Спустя некоторое время Сергею Салтыкову пришлось покинуть двор. Распространились слухи о его отношениях к великой княгине, вызвавшие вмешательство Елизаветы. Императрица сильно выбранила Чоглоковых, и Сергею велено было поехать на один месяц в отпуск, к родным в деревню. Он заболел, вернулся лишь в феврале 1753 г. и тотчас снова вступил в интимный кружок, образовавшийся вокруг Екатерины, где первые места были отведены молодым людям и в котором часто появлялся другой родовитый и красивый кавалер, Лев Нарышкин. Он уже играл ту роль шута, которую продолжал играть и в лучшие дни будущего царствования, но в то время не ограничивал ею своего честолюбия. Екатерина была в то время в самых лучших отношениях с обоими Чоглоковыми. Она сумела привязать к себе жену, доказав ей, что отвергает ухаживание мужа, и сделать из последнего раба себе, ловко поддерживая его надежды. Она могла надеяться на их доверие и скромность. Из осторожности ли, или вследствие природного непостоянства, Сергей был теперь более сдержан, так что роли переменились, и Екатерине приходилось сетовать на его холодность. Однако вскоре новое и на этот раз совершенно неожиданное вмешательство верховной власти дало другое направление второй главе этого устаревшего уже романа. Трудно рассказать это происшествие; еще труднее было бы считать его действительно совершившимся, не будь свидетельства самой Екатерины. В каких-нибудь несколько дней Салтыков был призван к Бестужеву, а Екатерина имела разговор с Чоглоковой, и оба услышали насчет занимавшего их предмета удивившее их откровение. Говоря, по-видимому, от имени императрицы, воспитательница, оберегавшая добродетель великой княгини и честь ее супруга, объяснила молодой женщине, что бывают случаи, когда государственные соображения должны одержать верх над всякими другими, даже над законным желанием супруги остаться верной мужу, если последний не в состоянии обеспечить спокойствие империи в вопросе о престолонаследии.
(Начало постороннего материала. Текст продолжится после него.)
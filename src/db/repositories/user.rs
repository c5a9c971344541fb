use anyhow::{Context, Result};
use sea_orm::{ActiveModelTrait, ColumnTrait, DatabaseConnection, EntityTrait, QueryFilter, Set};

use crate::entities::users;

pub struct UserRepository {
    conn: DatabaseConnection,
}

impl UserRepository {
    #[must_use]
    pub const fn new(conn: DatabaseConnection) -> Self {
        Self { conn }
    }

    pub async fn find_by_email(&self, email: &str) -> Result<Option<users::Model>> {
        users::Entity::find()
            .filter(users::Column::Email.eq(email))
            .one(&self.conn)
            .await
            .context("Failed to query user by email")
    }

    pub async fn find_by_activation_token(&self, token: &str) -> Result<Option<users::Model>> {
        users::Entity::find()
            .filter(users::Column::ActivationToken.eq(token))
            .one(&self.conn)
            .await
            .context("Failed to query user by activation token")
    }

    pub async fn find_by_password_reset_token(
        &self,
        token: &str,
    ) -> Result<Option<users::Model>> {
        users::Entity::find()
            .filter(users::Column::PasswordResetToken.eq(token))
            .one(&self.conn)
            .await
            .context("Failed to query user by password reset token")
    }

    /// Clears the activation token and marks the account active. One-way:
    /// nothing ever sets `inactive` back to true.
    pub async fn activate(&self, user: users::Model) -> Result<users::Model> {
        let mut active: users::ActiveModel = user.into();
        active.inactive = Set(false);
        active.activation_token = Set(None);
        active.updated_at = Set(chrono::Utc::now().to_rfc3339());
        active
            .update(&self.conn)
            .await
            .context("Failed to activate user")
    }

    /// Overwrites any outstanding reset token with a fresh one.
    pub async fn set_password_reset_token(
        &self,
        user: users::Model,
        token: &str,
    ) -> Result<users::Model> {
        let mut active: users::ActiveModel = user.into();
        active.password_reset_token = Set(Some(token.to_string()));
        active.updated_at = Set(chrono::Utc::now().to_rfc3339());
        active
            .update(&self.conn)
            .await
            .context("Failed to store password reset token")
    }

    /// Installs the new password hash and consumes the reset token.
    pub async fn reset_password(
        &self,
        user: users::Model,
        password_hash: &str,
    ) -> Result<users::Model> {
        let mut active: users::ActiveModel = user.into();
        active.password_hash = Set(password_hash.to_string());
        active.password_reset_token = Set(None);
        active.updated_at = Set(chrono::Utc::now().to_rfc3339());
        active
            .update(&self.conn)
            .await
            .context("Failed to update password")
    }
}
#![allow(dead_code)]

use std::sync::atomic::{AtomicBool, Ordering};
use std::sync::{Arc, Mutex};

use async_trait::async_trait;
use axum::body::Body;
use axum::http::{header, Method, Request, StatusCode};
use axum::Router;
use http_body_util::BodyExt;
use serde_json::{json, Value};
use tower::ServiceExt;

use dagbok::email::{EmailError, Mailer};
use dagbok::state::SharedState;
use dagbok::Config;

#[derive(Debug, Clone, PartialEq, Eq)]
pub enum MailKind {
    Activation,
    PasswordReset,
}

#[derive(Debug, Clone)]
pub struct SentMail {
    pub kind: MailKind,
    pub to: String,
    pub token: String,
}

/// Test double for the SMTP transport: records outgoing mail and can be
/// switched into a failing mode.
#[derive(Default)]
pub struct RecordingMailer {
    fail: AtomicBool,
    sent: Mutex<Vec<SentMail>>,
}

impl RecordingMailer {
    pub fn set_failing(&self, failing: bool) {
        self.fail.store(failing, Ordering::SeqCst);
    }

    pub fn sent(&self) -> Vec<SentMail> {
        self.sent.lock().unwrap().clone()
    }

    pub fn last_token(&self) -> Option<String> {
        self.sent.lock().unwrap().last().map(|m| m.token.clone())
    }

    fn record(&self, kind: MailKind, to: &str, token: &str) -> Result<(), EmailError> {
        if self.fail.load(Ordering::SeqCst) {
            return Err(EmailError::SendFailed("smtp unavailable".to_string()));
        }
        self.sent.lock().unwrap().push(SentMail {
            kind,
            to: to.to_string(),
            token: token.to_string(),
        });
        Ok(())
    }
}

#[async_trait]
impl Mailer for RecordingMailer {
    async fn send_account_activation(&self, to: &str, token: &str) -> Result<(), EmailError> {
        self.record(MailKind::Activation, to, token)
    }

    async fn send_password_reset(&self, to: &str, token: &str) -> Result<(), EmailError> {
        self.record(MailKind::PasswordReset, to, token)
    }
}

pub struct TestApp {
    pub router: Router,
    pub state: Arc<SharedState>,
    pub mailer: Arc<RecordingMailer>,
}

pub async fn spawn_app() -> TestApp {
    let mut config = Config::default();
    config.general.database_path = "sqlite::memory:".to_string();
    // Cheap hashing keeps the suite fast.
    config.security.argon2_memory_cost_kib = 1024;
    config.security.argon2_time_cost = 1;

    let mailer = Arc::new(RecordingMailer::default());
    let state = Arc::new(
        SharedState::with_mailer(config, Arc::clone(&mailer) as Arc<dyn Mailer>)
            .await
            .expect("failed to build test state"),
    );
    let router = dagbok::api::router(Arc::clone(&state));

    TestApp {
        router,
        state,
        mailer,
    }
}

impl TestApp {
    pub async fn request(
        &self,
        method: Method,
        uri: &str,
        body: Option<Value>,
        token: Option<&str>,
    ) -> (StatusCode, Value) {
        let mut builder = Request::builder().method(method).uri(uri);
        if let Some(token) = token {
            builder = builder.header(header::AUTHORIZATION, token);
        }

        let request = match body {
            Some(json) => builder
                .header(header::CONTENT_TYPE, "application/json")
                .body(Body::from(json.to_string())),
            None => builder.body(Body::empty()),
        }
        .expect("failed to build request");

        let response = self
            .router
            .clone()
            .oneshot(request)
            .await
            .expect("request failed");

        let status = response.status();
        let bytes = response
            .into_body()
            .collect()
            .await
            .expect("failed to read body")
            .to_bytes();
        let body = if bytes.is_empty() {
            Value::Null
        } else {
            serde_json::from_slice(&bytes).unwrap_or(Value::Null)
        };
        (status, body)
    }

    pub async fn post(&self, uri: &str, body: Value) -> (StatusCode, Value) {
        self.request(Method::POST, uri, Some(body), None).await
    }

    /// Registers and activates the standard test account.
    pub async fn register_activated_user(&self) {
        let (status, _) = self
            .post(
                "/users",
                json!({
                    "name": "Maxim Tsigalko",
                    "email": "user@mail.com",
                    "password": "P4ssword",
                }),
            )
            .await;
        assert_eq!(status, StatusCode::OK);

        let token = self.mailer.last_token().expect("no activation mail sent");
        let (status, _) = self.post(&format!("/users/token/{token}"), json!({})).await;
        assert_eq!(status, StatusCode::OK);
    }

    /// Logs the standard test account in and returns the session token.
    pub async fn login(&self) -> String {
        let (status, body) = self
            .post(
                "/auth",
                json!({"email": "user@mail.com", "password": "P4ssword"}),
            )
            .await;
        assert_eq!(status, StatusCode::OK);
        body["token"].as_str().expect("no token in response").to_string()
    }
}
use anyhow::{Context, Result};
use sea_orm::{
    ActiveModelTrait, ColumnTrait, DatabaseConnection, EntityTrait, QueryFilter, Set,
    TransactionTrait,
};
use tracing::info;

use crate::entities::{diaries, pages};

pub struct DiaryRepository {
    conn: DatabaseConnection,
}

impl DiaryRepository {
    #[must_use]
    pub const fn new(conn: DatabaseConnection) -> Self {
        Self { conn }
    }

    pub async fn find_by_user(&self, user_id: i32) -> Result<Option<diaries::Model>> {
        diaries::Entity::find()
            .filter(diaries::Column::UserId.eq(user_id))
            .one(&self.conn)
            .await
            .context("Failed to query diary by user")
    }

    pub async fn create(&self, user_id: i32, name: &str) -> Result<diaries::Model> {
        let diary = diaries::ActiveModel {
            user_id: Set(user_id),
            name: Set(name.to_string()),
            created_at: Set(chrono::Utc::now().to_rfc3339()),
            ..Default::default()
        };
        diary
            .insert(&self.conn)
            .await
            .context("Failed to create diary")
    }

    pub async fn update_name(&self, diary: diaries::Model, name: &str) -> Result<diaries::Model> {
        let mut active: diaries::ActiveModel = diary.into();
        active.name = Set(name.to_string());
        active
            .update(&self.conn)
            .await
            .context("Failed to update diary")
    }

    /// Deletes a diary together with its pages.
    pub async fn remove(&self, id: i32) -> Result<bool> {
        let txn = self.conn.begin().await?;

        pages::Entity::delete_many()
            .filter(pages::Column::DiaryId.eq(id))
            .exec(&txn)
            .await?;

        let result = diaries::Entity::delete_by_id(id).exec(&txn).await?;

        txn.commit().await?;

        let removed = result.rows_affected > 0;
        if removed {
            info!("Removed diary {}", id);
        }
        Ok(removed)
    }
}
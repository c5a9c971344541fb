use dagbok::{run, Config};

fn main() -> anyhow::Result<()> {
    let config = Config::load()?;
    dagbok::init_tracing(&config.general.log_level);

    let runtime = tokio::runtime::Builder::new_multi_thread()
        .enable_all()
        .build()?;
    runtime.block_on(run(config))
}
В заключение Екатерине было категорически предложено выбрать между Сергеем Салтыковым и Львом Нарышкиным, причем Чоглокова была убеждена, что Екатерина предпочтет последнего. Она запротестовала. «В таком случае, другой», объявила воспитательница. – Екатерина промолчала с большой сдержанностью. Бестужев говорил в том же смысле и с Сергеем Салтыковым.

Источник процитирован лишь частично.